His first objective is to become a more controlled dribbler. He is already releasing videos of his dribbling and shooting drills, focusing on erasing his bad dribble turnovers that plagued him throughout the year. His crossover and behind-the-back dribble often ran away from him, but he was always persistent.
He is learning how to drive through traffic using more than his speed and height, developing hesitation moves and making his dribble counters more compact and low. His dribble was way too high, allowing for easy lost balls or more of a chance for the defense to poke it away. The best ball handlers get close to the ground to make their moves shorter, quicker, and a lower bounce to minimize ball exposure. His teammate Isaiah Thomas barely lets the ball leaves the floor, making him one of the hardest players to swipe in the league. It’s something that Avery Bradley has made tremendous progress on over the past three years, allowing him to become a better playmaker and scorer off the bounce.
When he did try to dribble low at the point of contact, he struggled controlling the ball in the same hand for multiple dribbles. Initiating contact while dribbling with your off hand is something that usually looks easy, but requires seamless coordination. He is comfortable using his left shoulder to wall off while dribbling with his right, but defenses will shade him left until he can do it consistently with both hands. Brown will need to continue to work on his physical dribbling game to really become a devastating driver and minimize these mistakes. Once he does, he’s going to be pretty unstoppable getting in the lane.
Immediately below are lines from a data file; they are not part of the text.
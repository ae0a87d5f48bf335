extern crate clap;

use std::path::PathBuf;

use clap::{ArgAction, Args, Parser, Subcommand, ValueEnum};
use lemma::{TieBreak, WordClass};

use crate::dataset::Format;

#[derive(Debug, Parser)]
#[command(name = "lemma-bin", version, about = "Rule-based Danish lemmatizer")]
pub struct Cli {
    /// Increase log verbosity (-v info, -vv debug, -vvv trace).
    #[arg(long, short = 'v', action = ArgAction::Count, global = true)]
    pub verbose: u8,

    #[command(subcommand)]
    pub command: Command,
}

#[derive(Debug, Subcommand)]
pub enum Command {
    /// Lemmatize words of one word class.
    Lemmatize(Lemmatize),

    /// Learn exceptions and print them.
    Train(Train),

    /// Train on one dataset and measure accuracy on another.
    Evaluate(Evaluate),
}

#[derive(Debug, Args)]
pub struct Lemmatize {
    #[arg(long, short = 'c')]
    pub class: WordClass,

    /// Training data for exceptions; rules only when omitted.
    #[arg(long, short = 't')]
    pub train: Option<PathBuf>,

    #[arg(long, short = 'f', value_enum, default_value_t = Format::Tsv)]
    pub format: Format,

    #[arg(long, value_enum, default_value_t = TieBreakArg::MostFrequent)]
    pub tie_break: TieBreakArg,

    /// Print every candidate instead of a single lemma.
    #[arg(long, short = 'a')]
    pub all: bool,

    #[arg(long)]
    pub json: bool,

    #[arg(required = true)]
    pub words: Vec<String>,
}

#[derive(Debug, Args)]
pub struct Train {
    #[arg(long, short = 't')]
    pub train: PathBuf,

    #[arg(long, short = 'f', value_enum, default_value_t = Format::Tsv)]
    pub format: Format,

    #[arg(long)]
    pub json: bool,
}

#[derive(Debug, Args)]
pub struct Evaluate {
    #[arg(long, short = 't')]
    pub train: PathBuf,

    #[arg(long, short = 'e')]
    pub test: PathBuf,

    #[arg(long, short = 'f', value_enum, default_value_t = Format::Tsv)]
    pub format: Format,

    #[arg(long, value_enum, default_value_t = TieBreakArg::MostFrequent)]
    pub tie_break: TieBreakArg,
}

#[derive(Clone, Copy, Debug, PartialEq, Eq, ValueEnum)]
pub enum TieBreakArg {
    MostFrequent,
    FirstObserved,
    Alphabetical,
    Reject,
}

impl From<TieBreakArg> for TieBreak {
    fn from(value: TieBreakArg) -> Self {
        match value {
            TieBreakArg::MostFrequent => TieBreak::MostFrequent,
            TieBreakArg::FirstObserved => TieBreak::FirstObserved,
            TieBreakArg::Alphabetical => TieBreak::Alphabetical,
            TieBreakArg::Reject => TieBreak::Reject,
        }
    }
}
A better dribble will open up an already savvy perimeter game. Brown works well off the ball and knows his spots. He attacks closeouts at a veteran level with controlled pace. But he needs to work on his vision so he can advance the ball and keep the play flowing. This isn’t a glaring weakness, but rather a natural evolution for any rookie. It’s his post-up game where this can really shine.
Brown was already a successful post-up swing as a rookie, taking advantage of mismatches to lead all rookies in points per possession out of the post-up at 0.976, per Synergy Sports. One of the tenets of Boston’s second unit offense was to find post-up mismatches to function as a passing fulcrum, with which Marcus Smart excelled. Brown proved to be a good back-to-the-basket scorer out of these situations, translating his college skills to show off good footwork and physicality. Jaylen will work on his passing reads over his shoulder next year to find weak side shooters and function much in the same way as Smart did during the regular season. With his high reach, he could end up being a deadly creator out of the post, especially when he’s going against guards and wings.
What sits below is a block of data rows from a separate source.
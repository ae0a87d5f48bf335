//! Rule-based lemmatizer for Danish.
//!
//! Ordered suffix rules give a default lemma per word class; an exception
//! table learned from labeled examples overrides the rules where they are
//! known to be wrong.
//!
//! ```
//! use lemma::{Lemmatizer, TrainingExample, WordClass};
//!
//! let lemmatizer = Lemmatizer::default();
//! assert_eq!(lemmatizer.lemmatize(&WordClass::NOUN, "huset").unwrap(), "hus");
//!
//! lemmatizer
//!     .fit(&[TrainingExample::new("noun", "fisk", "fiskeri")])
//!     .unwrap();
//! assert_eq!(lemmatizer.lemmatize(&WordClass::NOUN, "fisk").unwrap(), "fiskeri");
//! ```

pub mod candidates;
pub mod config;
pub mod engine;
pub mod error;
pub mod exceptions;
pub mod lemmatizer;
pub mod rule;
pub mod trainer;
pub mod util;
pub mod word_class;

pub use candidates::Candidates;
pub use config::{LemmatizerConfig, TieBreak};
pub use engine::RuleEngine;
pub use error::{Error, Result, RuleError};
pub use exceptions::{ExceptionEntry, ExceptionTable};
pub use lemmatizer::Lemmatizer;
pub use rule::{Rule, RuleTable};
pub use trainer::{Trainer, TrainingExample};
pub use word_class::WordClass;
He welcomed the challenge of everything thrown at him this year, but he knows he is committed to rapidly building up his skill set to become a franchise cornerstone as soon as possible.
“I don’t think people expected me to contribute as much as I did, and now getting to the Eastern Conference finals and losing, it builds a hunger,” Brown told the Globe. “I have a bad taste in my mouth, so I’ve got to put in work in the offseason and come back even stronger.”
He got off to a great start this year and is pushing through for an even better one next year. What once looked like a reach and a project a year ago is looking more like a sure thing every day.